Он направился к хлеву, стоявшему вплотную к дому рядом со свинарником. По дороге он взглянул на часы. Часы стояли. Обернувшись, он заметил, что тарелка следует за ним, как верный пес, хотя находилась она в метре над землей и продвигалась в полной тишине. Глод раскрыл двери пустого хлева, и тарелка проскользнула туда ловко и бесшумно, как гадюка в вязанку хвороста. Она опустилась на землю, не примяв ни соломинки, и Диковина выбрался из своего экипажа. Глод запер хлев, и оба вошли в дом. На радостях Глод похлопал Диковину по плечу, чем тот был явно удивлен.

— Очень уж я рад тебя снова увидать, парень!

— Я тоже, мсье Ратинье.

— Зови меня просто, без мсье… Без всяких там церемоний. Раз я тебе в дедушки гожусь, это еще не причина каждый раз присобачивать мне «мсье» длиной в три фута!

На что Диковина ответил безмятежным тоном:

— Мы с вами ровесники, мсье Ратинье.

Глод нахмурился.

— Ты что же это, дружок, из меня дурака делаешь?

— Клянусь, нет! Мне тоже семьдесят, как и вам, мсье Ратинье, но на Оксо мы, так сказать, почти не меняемся с самого начала до самого конца. У нас незачем менять внешний вид.

Тут Глод обратился к своему новоявленному дружку, который походил на младшего из его сыновей.

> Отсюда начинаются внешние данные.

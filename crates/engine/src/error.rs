use thiserror::Error;

pub type Result<T> = std::result::Result<T, AuthzError>;

#[derive(Debug, Error)]
pub enum AuthzError {
    #[error("grant rejected: {0}")]
    GrantRejected(String),

    #[error(transparent)]
    Context(#[from] warden_models::ContextError),

    #[error(transparent)]
    Schema(#[from] warden_schema::SchemaError),

    #[error("cannot determine a single target table for the query")]
    AmbiguousTarget,

    #[error("checker cannot be rewritten as a query predicate")]
    NotRewritable,

    #[error(transparent)]
    Database(#[from] warden_database::DatabaseError),

    #[error(transparent)]
    Cache(#[from] warden_cache::CacheError),

    #[error("serialization error: {0}")]
    Serialization(#[from] serde_json::Error),
}

impl AuthzError {
    /// I/O-shaped failures collapse to a deny in `can`/`has_permission`;
    /// everything else is a programmer error and surfaces.
    pub(crate) fn is_lookup_failure(&self) -> bool {
        matches!(
            self,
            AuthzError::Database(_) | AuthzError::Cache(_) | AuthzError::Serialization(_)
        )
    }
}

— Ясно, незачем, — вздохнул он, — но нашего мнения не спрашивают, раз надо — значит надо. Кстати, выходит ты не марсианин вовсе?

— Я оксонианин.

— Если тебе нравится оксонианцем быть, я не против. Хорошие люди повсюду есть, я это всю жизнь твержу. Хочешь стаканчик? Это значит стаканчик красного винца.

— Я понял, мсье Ратинье. Это слово очень часто встречается в вашем языке. Нет, спасибо, я не выпью стаканчика.

— А почему это? Вас тоже заставляют на дороге в такую штуковину дуть?

— Нет, не потому. Наш организм не приспособлен к алкоголю. А ведь ваш стаканчик — это алкоголь.

Глод огорченно поморщился.

— Н-да, об этом часто говорят, много об этом рассказывают. Может, какая правда в этом и есть, но только не вся правда. Так или иначе, у вас, видать, не одни только преимущества перед нами. Верно, вы не так скоро стареете, зато и веселитесь не часто.

Диковина холодно возразил:

— Мы не веселимся, как вы сказали. Вообще не веселимся.

— Да разве это жизнь! — воскликнул возмущенный до глубины души бывший сапожник.

— Верно, не жизнь, — пояснил пришелец, — это наше, так сказать, законное состояние.

— А законы одни только жулики и прочая шваль выдумывают, — яростно взорвался Глод, наливая себе стакан, — странно было бы, чтобы у вас на Луне могло быть иначе.

— Луна от нас очень далеко.

— Это уж как тебе угодно. А по мне, это все чушь собачья.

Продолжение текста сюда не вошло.